We need a high performance job scheduling system, specifically designed to build Linux distribution packages and images.

It must use less resources as possible (CPU, RAM and bandwidth) so we can run it on cheap hosting services.

Deployment must be easy.

Actors

Builder has the following actors:

  • master
  • slave(s)
  • command line interface
  • web interface
  • repository builder

The master collects the jobs, dispatches them to the appropriate slaves, coordinates and has direct access to the database.

Slaves run on a variety of operating systems Each of them subscribes to the master for certain channels, has support for specific architectures and a maximum capacity that determines how many jobs it can run in parallel.

After subscribing to the master, slaves pick up jobs and start processing. A slave produces artifacts and those can either be packages or images.

The master is a service exposed to Internet, slaves instead are just clients which means that only the master needs a dedicated server.

Packages produced by a slave are sent to the master which stores them into an incoming area watched by the repository builder that recognize which packages were built, deletes old versions, move the new ones into the repository and rebuilds metadata.

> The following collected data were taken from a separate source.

//! Candidate filtering and guess selection
//!
//! Leaves first: bitmask constraints, positional refinement, paged
//! retrieval, guess budgeting, and the engine that ties them together.

mod engine;
pub mod filter;
pub mod mask;
pub mod pager;
pub mod selector;

pub use engine::{Engine, EngineConfig, ProfileOrigin, RoundReport};
pub use filter::PatternFilter;
pub use mask::MaskConstraint;
pub use pager::{PagerConfig, Retrieval};
pub use selector::{GuessKind, GuessPair};
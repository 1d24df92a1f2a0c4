//! One-shot round analysis
//!
//! Solves a single status line and prints the report and both guesses.

use crate::output::{print_guess_summary, print_report};
use crate::solver::{Engine, GuessPair};
use crate::store::StoreProvider;

/// Solve one status line posted by `sender`
///
/// # Errors
///
/// Returns an error if the engine is disabled or the message is not a round
/// announcement.
pub fn suggest_round<P: StoreProvider>(
    engine: &mut Engine<P>,
    sender: &str,
    message: &str,
) -> Result<GuessPair, String> {
    if !engine.enabled() {
        return Err("assistant is disabled".to_string());
    }

    let report = engine
        .ingest(sender, message)
        .ok_or_else(|| format!("not a round announcement: {message}"))?;
    print_report(report);

    let guesses = engine.guesses().cloned().unwrap_or_default();
    print_guess_summary(sender, &guesses);
    Ok(guesses)
}
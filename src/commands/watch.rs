//! Channel watch mode
//!
//! Reads `<sender> <message>` lines, solves every round announcement, and
//! answers the guess keys:
//! - `/f2` emits the conservative guess
//! - `/f3` emits the aggressive guess
//! - `/hangtite` toggles the assistant and persists the switch

use crate::output::{print_guess_summary, print_notice, print_report};
use crate::settings::Settings;
use crate::solver::{Engine, GuessKind};
use crate::store::StoreProvider;
use anyhow::Result;
use log::debug;
use std::io::BufRead;
use std::path::PathBuf;

/// Settings for watch mode
#[derive(Debug, Clone)]
pub struct WatchConfig {
    /// Appended to the player's nick when addressing a guess
    pub completion_suffix: String,
    /// Where the enable switch is persisted, if anywhere
    pub settings_path: Option<PathBuf>,
}

impl Default for WatchConfig {
    fn default() -> Self {
        Self {
            completion_suffix: ":".to_string(),
            settings_path: None,
        }
    }
}

/// What one input line did
#[derive(Debug, Clone, PartialEq, Eq)]
pub enum LineOutcome {
    /// A new round was solved
    Round,
    /// A guess key produced a message to send
    Say(String),
    /// A guess key was pressed but there is nothing to send
    NothingToSay,
    /// The enable switch changed to the given state
    Toggled(bool),
    /// Not a command and not a round announcement
    Ignored,
}

/// Apply one input line to the engine
pub fn handle_line<P: StoreProvider>(
    engine: &mut Engine<P>,
    line: &str,
    config: &WatchConfig,
) -> LineOutcome {
    let key = match line.trim() {
        "/f2" => GuessKind::Conservative,
        "/f3" => GuessKind::Aggressive,
        "/hangtite" => return LineOutcome::Toggled(engine.toggle()),
        _ => {
            return match engine.ingest_line(line) {
                Some(_) => LineOutcome::Round,
                None => LineOutcome::Ignored,
            };
        }
    };

    engine
        .outgoing(key, &config.completion_suffix)
        .map_or(LineOutcome::NothingToSay, LineOutcome::Say)
}

/// Run watch mode until the input ends
///
/// # Errors
///
/// Returns an error if reading input fails or the enable switch cannot be
/// saved.
pub fn run_watch<P: StoreProvider, R: BufRead>(
    engine: &mut Engine<P>,
    input: R,
    config: &WatchConfig,
) -> Result<()> {
    print_notice(&format!("HangTite loaded.  Enabled: {}", engine.enabled()));

    for line in input.lines() {
        let line = line?;
        match handle_line(engine, &line, config) {
            LineOutcome::Round => {
                if let (Some(report), Some(round), Some(guesses)) =
                    (engine.report(), engine.round(), engine.guesses())
                {
                    print_report(report);
                    print_guess_summary(round.player(), guesses);
                }
            }
            LineOutcome::Say(text) => println!("SAY {text}"),
            LineOutcome::NothingToSay => debug!("no guess to send"),
            LineOutcome::Toggled(enabled) => {
                print_notice(&format!("HangTite enabled: {enabled}"));
                if let Some(path) = &config.settings_path {
                    Settings { enabled }.save(path)?;
                }
            }
            LineOutcome::Ignored => {}
        }
    }

    Ok(())
}
//! Dictionary entries with precomputed masks

use crate::core::{FrequencyProfile, fold_case};
use crate::solver::mask::word_masks;
use std::fmt;

/// One dictionary word for a given length
#[derive(Debug, Clone, PartialEq, Eq, Hash)]
pub struct WordRecord {
    text: String,
    len: usize,
    presence: u32,
    absence: u32,
}

impl WordRecord {
    /// Create a record, computing masks against `profile`
    ///
    /// The text is lowercased first.
    #[must_use]
    pub fn new(text: &str, profile: &FrequencyProfile) -> Self {
        let text: String = text.chars().map(fold_case).collect();
        let (presence, absence) = word_masks(&text, profile);
        Self {
            len: text.chars().count(),
            text,
            presence,
            absence,
        }
    }

    #[inline]
    #[must_use]
    pub fn text(&self) -> &str {
        &self.text
    }

    /// Length in characters
    #[inline]
    #[must_use]
    pub const fn len(&self) -> usize {
        self.len
    }

    #[inline]
    #[must_use]
    pub const fn is_empty(&self) -> bool {
        self.len == 0
    }

    #[inline]
    #[must_use]
    pub const fn presence(&self) -> u32 {
        self.presence
    }

    #[inline]
    #[must_use]
    pub const fn absence(&self) -> u32 {
        self.absence
    }
}

impl fmt::Display for WordRecord {
    fn fmt(&self, f: &mut fmt::Formatter<'_>) -> fmt::Result {
        f.write_str(&self.text)
    }
}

Images produced by a slave are sent to the master and stored into their directory. Once tested, a developer can decide to promote one of them to be an official release.

Builds can be triggered either by a command line application, a web interface that also shows progress and statistics or web hooks such as those from GitHub.

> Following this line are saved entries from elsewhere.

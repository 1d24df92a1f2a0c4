//! Guess budgeting and selection
//!
//! Turns the refined candidate pool, or the frequency order when the pool is
//! inconclusive, into a conservative and an aggressive guess. Neither guess
//! ever contains a revealed or missed letter.

use crate::core::{RoundPattern, fold_case};
use std::fmt;

/// Which of the two guesses to emit
#[derive(Debug, Clone, Copy, PartialEq, Eq, Hash)]
pub enum GuessKind {
    /// Half the remaining budget
    Conservative,
    /// The whole remaining budget
    Aggressive,
}

impl fmt::Display for GuessKind {
    fn fmt(&self, f: &mut fmt::Formatter<'_>) -> fmt::Result {
        match self {
            Self::Conservative => write!(f, "conservative"),
            Self::Aggressive => write!(f, "aggressive"),
        }
    }
}

/// The two guesses computed for a round
#[derive(Debug, Clone, Default, PartialEq, Eq, Hash)]
pub struct GuessPair {
    pub conservative: String,
    pub aggressive: String,
}

impl GuessPair {
    #[must_use]
    pub fn get(&self, kind: GuessKind) -> &str {
        match kind {
            GuessKind::Conservative => &self.conservative,
            GuessKind::Aggressive => &self.aggressive,
        }
    }
}

/// Letters of `source` that are still worth guessing
///
/// Revealed letters, missed letters, whitespace and control characters are
/// dropped, duplicates collapse to their first occurrence, and the original
/// relative order is kept.
///
/// # Examples
/// ```
/// use hangtite::core::{RoundPattern, BLANK_GLYPH};
/// use hangtite::solver::selector::undetermined_letters;
///
/// let pattern = RoundPattern::parse("␣pp␣␣", BLANK_GLYPH);
/// assert_eq!(undetermined_letters("apple", &pattern, &[]), "ale");
/// ```
#[must_use]
pub fn undetermined_letters(source: &str, pattern: &RoundPattern, missed: &[char]) -> String {
    let mut letters = String::new();
    for c in source.chars().map(fold_case) {
        if c.is_whitespace()
            || c.is_control()
            || missed.contains(&c)
            || pattern.is_revealed(c)
            || letters.contains(c)
        {
            continue;
        }
        letters.push(c);
    }
    letters
}

/// Letter budget for the conservative guess: half, rounded up
#[inline]
#[must_use]
pub const fn conservative_budget(remaining: usize) -> usize {
    remaining.div_ceil(2)
}

fn take_letters(letters: &str, budget: usize) -> String {
    letters.chars().take(budget).collect()
}

/// Pick both guesses for a round
///
/// - one candidate: both guesses are its undetermined letters
/// - two candidates: one guess per candidate, best-ranked first
/// - otherwise: the first letters of `fallback`, clipped to each budget
///
/// Candidate-derived guesses are never clipped: they name the letters of a
/// known answer.
#[must_use]
pub fn select(
    candidates: &[String],
    fallback: &str,
    pattern: &RoundPattern,
    missed: &[char],
    remaining: usize,
) -> GuessPair {
    match candidates {
        [only] => {
            let guess = undetermined_letters(only, pattern, missed);
            GuessPair {
                conservative: guess.clone(),
                aggressive: guess,
            }
        }
        [first, second] => GuessPair {
            conservative: undetermined_letters(first, pattern, missed),
            aggressive: undetermined_letters(second, pattern, missed),
        },
        _ => {
            let fallback = undetermined_letters(fallback, pattern, missed);
            GuessPair {
                conservative: take_letters(&fallback, conservative_budget(remaining)),
                aggressive: take_letters(&fallback, remaining),
            }
        }
    }
}
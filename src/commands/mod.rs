//! Command implementations

pub mod suggest;
pub mod toggle;
pub mod watch;

pub use suggest::suggest_round;
pub use toggle::run_toggle;
pub use watch::{LineOutcome, WatchConfig, handle_line, run_watch};
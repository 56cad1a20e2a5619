use std::sync::Arc;

use chrono::Utc;
use tokio_util::sync::CancellationToken;
use tracing::debug;
use trailwatch_chat::blocks::{thread_communication_blocks, ThreadCommunicationBlocksInput};
use trailwatch_chat::{ChatPoster, OutgoingMessage};
use trailwatch_domain::TranscriptionResponse;

use crate::domain::error::{WorkerError, WorkerResult};
use crate::domain::gate::AdornedKey;
use crate::domain::retry::post_with_throttle_retry;
use crate::domain::thread_registry::ThreadRegistry;

/// Handles transmissions on activated tactical channels: look up the live
/// thread and reply the transcription into it.
pub struct TacticalService {
    chat: Arc<dyn ChatPoster>,
    threads: Arc<ThreadRegistry>,
}

impl TacticalService {
    pub fn new(chat: Arc<dyn ChatPoster>, threads: Arc<ThreadRegistry>) -> Self {
        Self { chat, threads }
    }

    pub async fn process_tactical_call(
        &self,
        cancel: &CancellationToken,
        parsed_key: &AdornedKey,
        transcription: &TranscriptionResponse,
    ) -> WorkerResult<()> {
        let tgid = &parsed_key.key.talkgroup;

        let thread_root = self
            .threads
            .lookup(tgid)
            .await?
            .ok_or_else(|| WorkerError::NoThreadRoot(tgid.clone()))?;

        debug!(talkgroup = %tgid, thread_root = %thread_root, "found thread for talkgroup");

        let info = parsed_key
            .talkgroup
            .ok_or_else(|| WorkerError::UnknownTalkgroup(tgid.clone()))?;

        let blocks = thread_communication_blocks(&ThreadCommunicationBlocksInput {
            channel: info.full_name.to_string(),
            message: transcription.transcription.clone(),
            ts: Utc::now(),
        });

        post_with_throttle_retry(
            self.chat.as_ref(),
            cancel,
            OutgoingMessage::reply(blocks, &thread_root),
        )
        .await?;

        debug!(talkgroup = %tgid, thread_root = %thread_root, "posted transcription into thread");
        Ok(())
    }
}

#[cfg(test)]
mod tests {
    use super::*;
    use trailwatch_chat::MockChatPoster;
    use trailwatch_domain::ObjectKey;
    use trailwatch_kv::MockKvStore;

    fn adorned(tgid: &str) -> AdornedKey {
        let key = ObjectKey::parse(&format!("{tgid}-1750542500_854412500.2-call_1880.wav")).unwrap();
        let talkgroup = trailwatch_domain::talkgroup_from_tgid(tgid);
        AdornedKey { key, talkgroup }
    }

    fn transcription(text: &str) -> TranscriptionResponse {
        TranscriptionResponse {
            filename: "f.wav".to_string(),
            transcription: text.to_string(),
        }
    }

    #[tokio::test]
    async fn replies_into_live_thread() {
        let mut kv = MockKvStore::new();
        kv.expect_get()
            .withf(|key| key == "tg:1385")
            .returning(|_| Ok(Some("111.222".to_string())));

        let mut chat = MockChatPoster::new();
        chat.expect_post_message()
            .withf(|message| {
                message.thread_root.as_deref() == Some("111.222")
                    && !message.broadcast
                    && serde_json::to_string(&message.blocks)
                        .unwrap()
                        .contains("Medic 72 on scene")
            })
            .times(1)
            .returning(|_| Ok("111.444".to_string()));

        let service = TacticalService::new(
            Arc::new(chat),
            Arc::new(ThreadRegistry::new(Arc::new(kv))),
        );
        service
            .process_tactical_call(
                &CancellationToken::new(),
                &adorned("1385"),
                &transcription("Medic 72 on scene"),
            )
            .await
            .unwrap();
    }

    #[tokio::test]
    async fn missing_thread_root_is_a_quiet_skip() {
        let mut kv = MockKvStore::new();
        kv.expect_get().returning(|_| Ok(None));

        // Chat must never be called without a live thread.
        let service = TacticalService::new(
            Arc::new(MockChatPoster::new()),
            Arc::new(ThreadRegistry::new(Arc::new(kv))),
        );
        let err = service
            .process_tactical_call(
                &CancellationToken::new(),
                &adorned("1385"),
                &transcription("Medic 72 on scene"),
            )
            .await
            .unwrap_err();
        assert!(matches!(err, WorkerError::NoThreadRoot(_)));
    }

    #[tokio::test]
    async fn unknown_talkgroup_is_fatal_for_the_record() {
        let mut kv = MockKvStore::new();
        kv.expect_get()
            .returning(|_| Ok(Some("111.222".to_string())));

        let service = TacticalService::new(
            Arc::new(MockChatPoster::new()),
            Arc::new(ThreadRegistry::new(Arc::new(kv))),
        );
        let err = service
            .process_tactical_call(
                &CancellationToken::new(),
                &adorned("4242"),
                &transcription("unknown channel traffic"),
            )
            .await
            .unwrap_err();
        assert!(matches!(err, WorkerError::UnknownTalkgroup(_)));
    }
}
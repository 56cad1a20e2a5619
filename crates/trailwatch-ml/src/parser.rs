use async_trait::async_trait;
use trailwatch_domain::DispatchMessages;

use crate::error::MlError;

/// Extracts structured dispatches from a raw dispatch-channel transcription.
#[cfg_attr(any(test, feature = "testing"), mockall::automock)]
#[async_trait]
pub trait DispatchParser: Send + Sync {
    async fn parse_dispatches(&self, transcription: &str) -> Result<DispatchMessages, MlError>;
}
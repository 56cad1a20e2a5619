mod dispatch_service;
mod error;
mod gate;
mod retry;
mod select;
mod tactical_service;
mod thread_registry;

pub use dispatch_service::DispatchService;
pub use error::{WorkerError, WorkerResult};
pub use gate::{AdornedKey, AllowListGate, ALLOWED_TALKGROUPS_KEY};
pub use retry::post_with_throttle_retry;
pub use select::select_trail_rescue_message;
pub use tactical_service::TacticalService;
pub use thread_registry::ThreadRegistry;
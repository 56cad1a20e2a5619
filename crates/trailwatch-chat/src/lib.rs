pub mod blocks;
mod client;
mod poster;

pub use client::SlackChatClient;
pub use poster::{ChatError, ChatPoster, OutgoingMessage};

#[cfg(any(test, feature = "testing"))]
pub use poster::MockChatPoster;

Status information can also be sent to a web application like Slack or IRC channels.

Protocol

Builder uses a full duplex communication channel and a RPC protocol between master and slaves with TLS support.

Slave certificates are signed by the master certification authority.

This protocol is used to send jobs to the slaves and exchange files between them, that is artifacts produced by a slave or files fetched from master.

The master also send job information to web clients through a web socket.

Package building

A couple of package types are supported: CI style packages and release packages.

CI style means that packaging is as generic as possible and not for a particular version, sources are fetched from a VCS.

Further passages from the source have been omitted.